Enny1991 / RealMuD

1 stars 1 forks source link

Only 1 mic for the Conv layers of the model? #2

Open dyustc opened 1 year ago

dyustc commented 1 year ago

Hi, @Enny1991 Thanks for your advice last time. And I am reading the paper and codes, I have mainly 4 questions by now.

  1. I find only 1 mic (arbitrarily chosen in the mics, in the code is always mic 0) is taken as the training input for mask output. Then the mask is used to do the weights, psd calculation, as you said, all the differentiate operations, but no other neural layers involved anymore. Is this correct? This is for computation purpose or it is found to be also performing good?

  2. what the training target is, I suppose the clean speech with a little early reverberation? or a pure clean speech?

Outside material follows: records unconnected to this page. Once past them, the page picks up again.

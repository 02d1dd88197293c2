use crate::error::{MutationError, Result};
use crate::insn::ProgramPoint;
use serde::{Deserialize, Serialize};

/// A local variable's live range, taken from the method's variable table.
///
/// A slot may be reused by several declarations over disjoint ranges; at any
/// program point at most one of them is active for that slot.
#[derive(Debug, Clone, PartialEq, Serialize, Deserialize)]
pub struct VariableDeclaration {
    pub name: String,
    pub descriptor: String,
    pub slot: u16,
    pub valid_from: ProgramPoint,
    pub valid_to: ProgramPoint,
}

impl VariableDeclaration {
    /// True if `point` lies within the declaration's live range (inclusive on
    /// both ends).
    pub fn covers(&self, point: ProgramPoint) -> bool {
        self.valid_from <= point && point <= self.valid_to
    }
}

/// Read-only view of a method body: its name and local-variable table.
///
/// The instruction sequence itself stays with the external body
/// representation; the operator only needs positions and declarations.
#[derive(Debug, Clone, PartialEq, Serialize, Deserialize)]
pub struct MethodView {
    pub name: String,
    /// Declarations in the order the variable table presents them. Candidate
    /// ordering follows this order, so it must be stable.
    pub locals: Vec<VariableDeclaration>,
}

/// Returns the declaration active at `point` for `slot`.
///
/// A miss means the variable table is missing or inconsistent with the
/// instruction stream, which is fatal for this access node.
pub fn resolve_local(
    method: &MethodView,
    point: ProgramPoint,
    slot: u16,
) -> Result<&VariableDeclaration> {
    method
        .locals
        .iter()
        .find(|local| local.slot == slot && local.covers(point))
        .ok_or_else(|| MutationError::ScopeLookup {
            method: method.name.clone(),
            point,
            slot,
        })
}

  3. I saw there is some version tag in the code, which combination is of best use? For the STFT version, is it the v5 causal one ?

  4. The model is based on TCN architecture, right? I am not that familiar with this arch. Maybe I have to catch up first.

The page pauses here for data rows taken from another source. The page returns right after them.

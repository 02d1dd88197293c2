use thiserror::Error;

#[derive(Error, Debug)]
pub enum MutationError {
    #[error("no local variable declaration covers slot {slot} at instruction {point} in {method}")]
    ScopeLookup {
        method: String,
        point: usize,
        slot: u16,
    },

    #[error("instruction at {point} in {method} is not a supported access kind: {kind}")]
    UnsupportedAccessKind {
        method: String,
        point: usize,
        kind: String,
    },

    #[error("no type metadata available for {class}")]
    UnresolvedType { class: String },

    #[error("invalid type descriptor: {0}")]
    InvalidDescriptor(String),

    #[error("Other error: {0}")]
    Other(#[from] anyhow::Error),
}

pub type Result<T> = std::result::Result<T, MutationError>;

Not sure if I asked the questions correctly. But looking forward to your reply.

Thanks

dyustc commented 1 year ago

And there is a detailed problem, according to the equation

截屏2023-07-18 17 05 27

there is the code writing like this, A is covariance matrix of speech, B is of Noise, this is just the other way around of the equation, as in the paper. I suppose the code is wrong here? 截屏2023-07-18 17 07 05

dyustc commented 1 year ago

I trained it, with our own dataset, I found maybe the linear matrix equation to solve the MVDR weights, it could sometimes be singular, and I have to deal with it.

Sometimes I add small epsilon around the context, sometimes I have to use torch.linalg.pinv to get a pseudo inverse of a singular matrix, but in this case, the loss isnot good.

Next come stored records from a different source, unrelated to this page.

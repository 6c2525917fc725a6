//! Persistence gateway
//!
//! Wraps a [`RemoteStore`] with the contract the editor relies on:
//!
//! - **create** returns the store-assigned row id, or `None` on failure;
//!   the failure is reported as a notice and never reaches the caller
//! - **read-all** returns the rows, or an empty collection on failure
//!   (again reported, not propagated)
//! - **update** and **delete** propagate failures to the caller, which
//!   decides what to do with its optimistic state
//!
//! Each call performs exactly one remote request.

use crate::error::GatewayResult;
use crate::store::{RemoteSnapshot, RemoteStore};
use netmap_core::NoticeLog;
use netmap_model::{
    CanvasEdge, ConnectionFields, ConnectionRow, DeviceData, DeviceFields, DeviceRow, ElementId,
    GroupData, GroupFields, GroupRow, MappingFields, MappingRow,
};
use tracing::{debug, warn};

/// Persistence gateway over a remote store
#[derive(Debug, Clone)]
pub struct Gateway<S> {
    store: S,
    notices: NoticeLog,
}

impl<S: RemoteStore> Gateway<S> {
    pub fn new(store: S, notices: NoticeLog) -> Self {
        Self { store, notices }
    }

    /// The underlying store
    pub fn store(&self) -> &S {
        &self.store
    }

    /// The notice log failures are reported to
    pub fn notices(&self) -> &NoticeLog {
        &self.notices
    }

    /// Report a swallowed failure and turn it into `None`
    fn absorb<T>(&self, what: &str, result: GatewayResult<T>) -> Option<T> {
        match result {
            Ok(value) => Some(value),
            Err(e) => {
                warn!("Error {}: {}", what, e);
                self.notices.error(format!("Failed to {}: {}", what, e));
                None
            }
        }
    }

    // ========================================================================
    // Devices
    // ========================================================================

    /// Insert a device; returns the store-assigned id
    pub async fn create_device(&self, data: &DeviceData) -> Option<String> {
        let result = self.store.insert_device(&DeviceFields::from(data)).await;
        self.absorb("save device", result).map(|row| row.id)
    }

    pub async fn fetch_devices(&self) -> Vec<DeviceRow> {
        let result = self.store.list_devices().await;
        self.absorb("fetch devices", result).unwrap_or_default()
    }

    /// Overwrite the device row behind `id` with `data`
    pub async fn update_device(&self, id: &ElementId, data: &DeviceData) -> GatewayResult<()> {
        debug!("Updating device {}", id);
        self.store
            .update_device(id.root(), &DeviceFields::from(data))
            .await
            .map(|_| ())
    }

    /// Delete a device row by its unprefixed id
    pub async fn delete_device(&self, row_id: &str) -> GatewayResult<()> {
        self.store.delete_device(row_id).await
    }

    // ========================================================================
    // Groups
    // ========================================================================

    pub async fn create_group(&self, data: &GroupData) -> Option<String> {
        let result = self.store.insert_group(&GroupFields::from(data)).await;
        self.absorb("save group", result).map(|row| row.id)
    }

    pub async fn fetch_groups(&self) -> Vec<GroupRow> {
        let result = self.store.list_groups().await;
        self.absorb("fetch groups", result).unwrap_or_default()
    }

    pub async fn update_group(&self, id: &ElementId, data: &GroupData) -> GatewayResult<()> {
        debug!("Updating group {}", id);
        self.store
            .update_group(id.root(), &GroupFields::from(data))
            .await
            .map(|_| ())
    }

    pub async fn delete_group(&self, row_id: &str) -> GatewayResult<()> {
        self.store.delete_group(row_id).await
    }

    // ========================================================================
    // Connections
    // ========================================================================

    /// Insert a connection with both endpoint prefixes stripped
    pub async fn create_connection(&self, edge: &CanvasEdge) -> Option<String> {
        let result = self
            .store
            .insert_connection(&ConnectionFields::from(edge))
            .await;
        self.absorb("save connection", result).map(|row| row.id)
    }

    pub async fn fetch_connections(&self) -> Vec<ConnectionRow> {
        let result = self.store.list_connections().await;
        self.absorb("fetch connections", result).unwrap_or_default()
    }

    pub async fn update_connection(&self, edge: &CanvasEdge) -> GatewayResult<()> {
        self.store
            .update_connection(edge.id.root(), &ConnectionFields::from(edge))
            .await
            .map(|_| ())
    }

    pub async fn delete_connection(&self, row_id: &str) -> GatewayResult<()> {
        self.store.delete_connection(row_id).await
    }

    // ========================================================================
    // Device-group mappings
    // ========================================================================

    /// Associate a device row with a group row (unprefixed ids)
    pub async fn create_mapping(&self, device_id: &str, group_id: &str) -> Option<String> {
        let fields = MappingFields {
            device_id: device_id.to_string(),
            group_id: group_id.to_string(),
        };
        let result = self.store.insert_mapping(&fields).await;
        self.absorb("map device to group", result).map(|row| row.id)
    }

    pub async fn fetch_mappings(&self) -> Vec<MappingRow> {
        let result = self.store.list_mappings().await;
        self.absorb("fetch device group mappings", result)
            .unwrap_or_default()
    }

    // ========================================================================
    // Reload
    // ========================================================================

    /// Fetch all three topology tables concurrently
    ///
    /// Unlike the `fetch_*` calls this propagates the first failure, so a
    /// reload can tell "nothing stored" apart from "could not fetch".
    pub async fn snapshot(&self) -> GatewayResult<RemoteSnapshot> {
        let (devices, groups, connections) = tokio::try_join!(
            self.store.list_devices(),
            self.store.list_groups(),
            self.store.list_connections(),
        )?;
        Ok(RemoteSnapshot {
            devices,
            groups,
            connections,
        })
    }
}

// ============================================================================
// Tests
// ============================================================================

So I wonder if you had this problem before and how you solved it.

cheers, Yi

dyustc commented 1 year ago

And there is a detailed problem, according to the equation 截屏2023-07-18 17 05 27

there is the code writing like this, A is covariance matrix of speech, B is of Noise, this is just the other way around of the equation, as in the paper. I suppose the code is wrong here? 截屏2023-07-18 17 07 05

I guess the code is right, I tested the other way around, the loss would not decrease.